T

he security risks advanced by President Trump to justify an annexation of Greenland are mistaken and exaggerated. Case in point: It was off the coast of Alaska [the 49th US state] – and not Greenland – that five Chinese icebreakers were deployed last year.

Nevertheless, the risks are not nonexistent. Russia has raised concerns with its hybrid threats, while Sino-Russian cooperation is developing in the Arctic along the Northern Sea Route. But none of this justifies the United States to annex Greenland, given that the US already holds the Pituffik military base under the 1951 agreement with Denmark. Moreover, the US president has blatantly ignored Denmark's efforts in 2025 to defend Greenland, in agreement with its territorial government, with the total amount of two funding plans in January and October reaching close to €6 billion.
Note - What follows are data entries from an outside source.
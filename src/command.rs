//! Textual command dispatch.
//!
//! A [`CommandTable`] binds command names to handlers sharing one mutable
//! context. Commands arrive either as a pre-split argument vector, a single
//! line of text or a stream of lines.

use std::io::BufRead;

use log::{debug, trace};

use crate::error::{Error, Result};

/// Command handler, called with the parameters following the command name.
pub type Handler<C> = fn(&[&str], &mut C) -> Result<()>;

/// Named command handler.
pub struct Command<C> {
    pub name: &'static str,
    pub handler: Handler<C>,
}

impl<C> Command<C> {
    pub const fn new(name: &'static str, handler: Handler<C>) -> Self {
        Self { name, handler }
    }
}

/// State shared by all commands of a table.
pub trait Context {
    /// Release the resources held by the context.
    fn close(&mut self);
}

/// Command table for one device session.
///
/// Lookup is a linear scan in table order, so the first of multiple commands
/// with the same name shadows all later ones.
pub struct CommandTable<C> {
    context: C,
    commands: Vec<Command<C>>,
}

impl<C> CommandTable<C> {
    pub fn new(context: C, commands: Vec<Command<C>>) -> Self {
        Self { context, commands }
    }

    #[cfg(test)]
    pub fn context(&self) -> &C {
        &self.context
    }
}

/// Dispatch entry points of a command table.
pub trait Dispatch {
    /// Run the command named by the first argument with the remaining ones.
    fn dispatch_vector(&mut self, arguments: &[&str]) -> Result<()>;

    /// Names of all commands, in lookup order.
    fn command_names(&self) -> Vec<&'static str>;

    /// Release the device behind the table.
    fn close(&mut self);

    /// Run a whitespace separated command line.
    ///
    /// Blank lines are ignored.
    fn dispatch_line(&mut self, line: &str) -> Result<()> {
        let tokens = split_line(line)?;
        if tokens.is_empty() {
            return Ok(());
        }

        self.dispatch_vector(&tokens)
    }

    /// Run every line of the input, stopping at the first failing command.
    fn dispatch_stream(&mut self, input: &mut dyn BufRead) -> Result<()> {
        let mut line = String::new();

        loop {
            line.clear();
            if input.read_line(&mut line)? == 0 {
                return Ok(());
            }

            trace!("input line: {:?}", line.trim_end());

            self.dispatch_line(&line)?;
        }
    }
}

impl<C: Context> Dispatch for CommandTable<C> {
    fn dispatch_vector(&mut self, arguments: &[&str]) -> Result<()> {
        let (name, parameters) = match arguments.split_first() {
            Some(split) => split,
            None => return Err(Error::UnknownCommand(String::new())),
        };

        let handler = match self.commands.iter().find(|command| command.name == *name) {
            Some(command) => command.handler,
            None => return Err(Error::UnknownCommand(name.to_string())),
        };

        debug!("dispatching {} {:?}", name, parameters);

        handler(parameters, &mut self.context)
    }

    fn command_names(&self) -> Vec<&'static str> {
        self.commands.iter().map(|command| command.name).collect()
    }

    fn close(&mut self) {
        self.context.close();
    }
}

/// Split a line into whitespace separated tokens.
fn split_line(line: &str) -> Result<Vec<&str>> {
    let mut tokens = Vec::new();
    tokens.try_reserve(line.split_whitespace().count()).map_err(|_| Error::OutOfMemory)?;
    tokens.extend(line.split_whitespace());
    Ok(tokens)
}

/// Parse an integer leniently.
///
/// Leading whitespace and an optional sign are accepted, followed by the
/// longest run of decimal digits. Trailing garbage is ignored, text without
/// digits is `0` and out of range values saturate.
pub fn parse_int(text: &str) -> i32 {
    let trimmed = text.trim_start_matches(|c: char| c.is_ascii_whitespace());
    let (negative, digits) = match trimmed.as_bytes().first() {
        Some(b'-') => (true, &trimmed[1..]),
        Some(b'+') => (false, &trimmed[1..]),
        _ => (false, trimmed),
    };

    let mut value: i32 = 0;
    for digit in digits.bytes().take_while(u8::is_ascii_digit) {
        let digit = i32::from(digit - b'0');
        value = value.saturating_mul(10);
        value = if negative { value.saturating_sub(digit) } else { value.saturating_add(digit) };
    }

    if text.parse::<i32>().is_err() {
        debug!("parameter {:?} read as {}", text, value);
    }

    value
}

#[cfg(test)]
mod tests {
    use std::io::Cursor;

    use super::*;

    #[derive(Default)]
    struct Journal {
        calls: Vec<String>,
        closed: bool,
    }

    impl Context for Journal {
        fn close(&mut self) {
            self.closed = true;
        }
    }

    fn record(arguments: &[&str], journal: &mut Journal) -> Result<()> {
        journal.calls.push(arguments.join(","));
        Ok(())
    }

    fn shadowed(_: &[&str], journal: &mut Journal) -> Result<()> {
        journal.calls.push(String::from("shadowed"));
        Ok(())
    }

    fn fail(_: &[&str], _: &mut Journal) -> Result<()> {
        Err(Error::Transmission(String::from("broken pipe")))
    }

    fn table() -> CommandTable<Journal> {
        CommandTable::new(Journal::default(), vec![
            Command::new("record", record),
            Command::new("fail", fail),
            Command::new("record", shadowed),
        ])
    }

    #[test]
    fn vector_passes_parameters() {
        let mut table = table();
        table.dispatch_vector(&["record", "1", "two"]).unwrap();
        assert_eq!(table.context().calls, vec!["1,two"]);
    }

    #[test]
    fn first_match_wins() {
        let mut table = table();
        table.dispatch_vector(&["record"]).unwrap();
        assert_eq!(table.context().calls, vec![""]);
    }

    #[test]
    fn unknown_command() {
        let mut table = table();
        let err = table.dispatch_vector(&["nosuchcommand", "1"]).unwrap_err();
        assert!(matches!(err, Error::UnknownCommand(name) if name == "nosuchcommand"));

        let err = table.dispatch_line("nosuchcommand").unwrap_err();
        assert!(matches!(err, Error::UnknownCommand(_)));
    }

    #[test]
    fn empty_vector_is_unknown() {
        let mut table = table();
        assert!(matches!(table.dispatch_vector(&[]), Err(Error::UnknownCommand(_))));
    }

    #[test]
    fn names_are_exact() {
        let mut table = table();
        assert!(table.dispatch_vector(&["Record"]).is_err());
        assert!(table.dispatch_vector(&["rec"]).is_err());
        assert!(table.context().calls.is_empty());
    }

    #[test]
    fn blank_line_is_noop() {
        let mut table = table();
        table.dispatch_line("").unwrap();
        table.dispatch_line(" \t  \n").unwrap();
        assert!(table.context().calls.is_empty());
    }

    #[test]
    fn line_splits_on_whitespace_runs() {
        let mut table = table();
        table.dispatch_line("  record\t 1   2 \n").unwrap();
        assert_eq!(table.context().calls, vec!["1,2"]);
    }

    #[test]
    fn stream_runs_all_lines() {
        let mut table = table();
        let mut input = Cursor::new("record a\n\n   \nrecord b c\nrecord");
        table.dispatch_stream(&mut input).unwrap();
        assert_eq!(table.context().calls, vec!["a", "b,c", ""]);
    }

    #[test]
    fn stream_stops_at_first_failure() {
        let mut table = table();
        let mut input = Cursor::new("record first\nfail\nrecord third\n");
        let err = table.dispatch_stream(&mut input).unwrap_err();
        assert!(matches!(err, Error::Transmission(_)));
        assert_eq!(table.context().calls, vec!["first"]);
    }

    #[test]
    fn stream_reports_unreadable_input() {
        let mut table = table();
        let mut input = Cursor::new(&b"record ok\n\xff\xfe\nrecord never\n"[..]);
        let err = table.dispatch_stream(&mut input).unwrap_err();
        assert!(matches!(err, Error::Input(_)));
        assert_eq!(table.context().calls, vec!["ok"]);
    }

    #[test]
    fn empty_stream_succeeds() {
        let mut table = table();
        table.dispatch_stream(&mut Cursor::new("")).unwrap();
        assert!(table.context().calls.is_empty());
    }

    #[test]
    fn close_reaches_context() {
        let mut table = table();
        table.close();
        assert!(table.context().closed);
    }

    #[test]
    fn names_in_lookup_order() {
        let table = table();
        assert_eq!(table.command_names(), vec!["record", "fail", "record"]);
    }

    #[test]
    fn parse_int_is_lenient() {
        assert_eq!(parse_int("42"), 42);
        assert_eq!(parse_int("  7"), 7);
        assert_eq!(parse_int("+3"), 3);
        assert_eq!(parse_int("-12"), -12);
        assert_eq!(parse_int("10abc"), 10);
        assert_eq!(parse_int("abc"), 0);
        assert_eq!(parse_int(""), 0);
        assert_eq!(parse_int("-"), 0);
        assert_eq!(parse_int("0x10"), 0);
    }

    #[test]
    fn parse_int_saturates() {
        assert_eq!(parse_int("99999999999"), i32::MAX);
        assert_eq!(parse_int("-99999999999"), i32::MIN);
    }
}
Paradoxically, it is the US that is becoming the most immediate and serious threat to Greenland. Trump is seeking a territorial trophy for his personal legacy, in an uninhibited form of expansionism made all the more opportunistic by Greenland's reserves of rare earth elements, of which China holds a near-monopoly in extraction and in refining.

Cooperation within the framework of the North Atlantic Treaty Organization (NATO) was suggested in the joint declaration on Greenland that was signed by seven European heads of state and government on January 6. That is but a minimal proposal; to be credible, it has to be accompanied by a strong signal.